A dual evaporator two stage cycle is shown in Figure 2. The fresh produce chamber thermostatic control 41 is connected to both motor controls 61 and 63 and the fan 47 and causes both compressors 65 and 67 to operate and also the fresh produce fan 47 when the fresh produce chamber temperature goes above a preset point. The thermostatic control 51 in the freezer chamber 31 is connected to one input of a logic AND gate 75 and the output of the fresh produce chamber thermostatic control is connected to the other. The output of the AND gate is connected to the fan 37. When the temperature of the freezer chamber 31 goes above a preset temperature, the freezer chamber fan 37 is operated if the compressors 65 and 67 are also operating. When the freeze evaporator fan 37 is not operating and the compressors are operating, cooling of the freezer compartment ceases while cooling continues in the fresh vegetable compartment 41. The cooling rate produced by the fresh vegetable evaporator 25 is only minimally affected. The efficiency of the system decreases somewhat when the compressors are operating and the freeze fan 37 is not.

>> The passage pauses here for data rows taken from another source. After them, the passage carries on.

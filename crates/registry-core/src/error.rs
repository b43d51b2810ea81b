//! Error types for `registry-core`.

use serde::{Deserialize, Serialize};
use thiserror::Error;

/// Boxed backend error carried inside [`Error::Transient`] and
/// [`Error::Unexpected`].
pub type BoxError = Box<dyn std::error::Error + Send + Sync>;

/// The logical entity an error (or a stored row) refers to.
#[derive(
  Debug,
  Clone,
  Copy,
  PartialEq,
  Eq,
  Hash,
  Serialize,
  Deserialize,
  strum::Display,
  strum::AsRefStr,
)]
#[serde(rename_all = "snake_case")]
#[strum(serialize_all = "snake_case")]
pub enum EntityKind {
  Person,
  Project,
  Subscription,
  AuditEvent,
  Lockout,
}

#[derive(Debug, Error)]
pub enum Error {
  #[error("{entity} not found: {id}")]
  NotFound { entity: EntityKind, id: String },

  /// Primary-key collision on create, or a business-uniqueness violation.
  #[error("{entity} conflict: {detail}")]
  Conflict { entity: EntityKind, detail: String },

  #[error("validation failed: {0}")]
  Validation(String),

  /// A stored row lacks a field the canonical model cannot do without.
  #[error("{entity} record is missing mandatory field {field:?}")]
  MissingField {
    entity: EntityKind,
    field:  &'static str,
  },

  /// Network, throttling, timeout, or lock contention; safe to retry.
  #[error("transient store failure during {entity}.{operation}: {source}")]
  Transient {
    entity:    EntityKind,
    operation: &'static str,
    #[source]
    source:    BoxError,
  },

  #[error("unexpected failure during {entity}.{operation}: {source}")]
  Unexpected {
    entity:    EntityKind,
    operation: &'static str,
    #[source]
    source:    BoxError,
  },

  #[error("serialization error: {0}")]
  Serialization(#[from] serde_json::Error),
}

impl Error {
  pub fn not_found(entity: EntityKind, id: impl Into<String>) -> Self {
    Self::NotFound { entity, id: id.into() }
  }

  pub fn conflict(entity: EntityKind, detail: impl Into<String>) -> Self {
    Self::Conflict { entity, detail: detail.into() }
  }

  /// Whether the caller may retry the same operation unchanged.
  pub fn is_retryable(&self) -> bool { matches!(self, Self::Transient { .. }) }

  /// Whether the error is actionable by the client that made the request.
  pub fn is_client_error(&self) -> bool {
    matches!(
      self,
      Self::NotFound { .. } | Self::Conflict { .. } | Self::Validation(_)
    )
  }

  /// The message an outer layer may show to an end user. Store and internal
  /// failures collapse to a generic retryable message.
  pub fn user_message(&self) -> String {
    match self {
      Self::Conflict {
        entity: EntityKind::Subscription,
        ..
      } => "already subscribed to this project".to_owned(),
      Self::NotFound { .. } | Self::Conflict { .. } | Self::Validation(_) => {
        self.to_string()
      }
      _ => "the request could not be completed, please try again".to_owned(),
    }
  }
}

pub type Result<T, E = Error> = std::result::Result<T, E>;

#[cfg(test)]
mod tests {
  use super::*;

  #[test]
  fn subscription_conflict_reads_as_already_subscribed() {
    let err = Error::conflict(EntityKind::Subscription, "pair exists");
    assert!(err.is_client_error());
    assert_eq!(err.user_message(), "already subscribed to this project");
  }

  #[test]
  fn store_failures_do_not_leak_detail() {
    let err = Error::Unexpected {
      entity:    EntityKind::Person,
      operation: "update",
      source:    "disk on fire".into(),
    };
    assert!(!err.is_retryable());
    assert!(!err.user_message().contains("disk"));

    let err = Error::Transient {
      entity:    EntityKind::Person,
      operation: "get",
      source:    "busy".into(),
    };
    assert!(err.is_retryable());
  }
}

The compressors shown do not need to be intercooled for the controls provided to control the temperature of the freezer and fresh produce compartments. Other intercooling techniques as shown in copending application EP-A-0374688 may alternatively be used. The control shown in Figures 1 and 2 does not require a two-stage compressor, only two evaporators, one operating at one temperature to cool the freezer compartment and one operating to cool the fresh produce compartment.

Providing air circulation between the fresh vegetable and freezer compartments when the temperature of the fresh vegetable compartment is above a predetermined set point would provide improved temperature control of the fresh vegetable compartment.

Above, a controller for regulating the cooling rates of a refrigerator equipped with a dual evaporator cooling system has been described.

Claims (5)

1. Cooling device containing: a freezing chamber (31); a fresh vegetable chamber (41); a refrigeration system having a first compressor (65), a condenser (21), a first expansion device (11), a first evaporator (13) arranged in the freezing chamber, a second expansion device (23), a second evaporator (25) arranged in the fresh vegetable chamber, the elements of the refrigeration system being connected in series in a closed loop in a refrigerant flow relationship; a first fan (37) arranged in the freezing chamber (31) for forming an air flow over the first evaporator (13); a second fan (47) arranged in the fresh vegetable chamber (41) for forming an air flow over the second evaporator (25); a first thermostatic control device (51) arranged in the freezing chamber (31) for maintaining a desired temperature in the freezing chamber by controlling the operation of the first fan (37); a second thermostatic control device (53) arranged in the fresh vegetable chamber (41) for maintaining a desired temperature in the fresh vegetable chamber by controlling the operation of the second fan (47); characterized in that one (51 or 53) of the control devices controls the operation of the compressor (65), the construction of the refrigeration device being such that the other control device (53 or 51) causes the fan arranged in the same chamber as the other control device to operate only when the compressor is operating. 2. Cooling device according to claim 1, wherein the one or other control device is the first (51) and second (53) control device. 3. Cooling device according to claim 1, wherein the one or other control device is the second (53) and first (51) control device (51). 4. A refrigeration device according to claim 1, wherein the device further comprises a phase separator (27) connected in series between the second evaporator (25) and the first expansion device (11). 5. A cooling device according to claim 1, further comprising: a second compressor (67) connected in series with the cooling system in a refrigerant flow relationship, and a phase separator (27) connecting the second evaporator (25) with the first expansion device (11) in a refrigerant flow relationship, the phase separator providing intermediate cooling between the first and second compressors (65, 67); wherein the one thermostatic control device (51 or 53) causes operation of both compressors.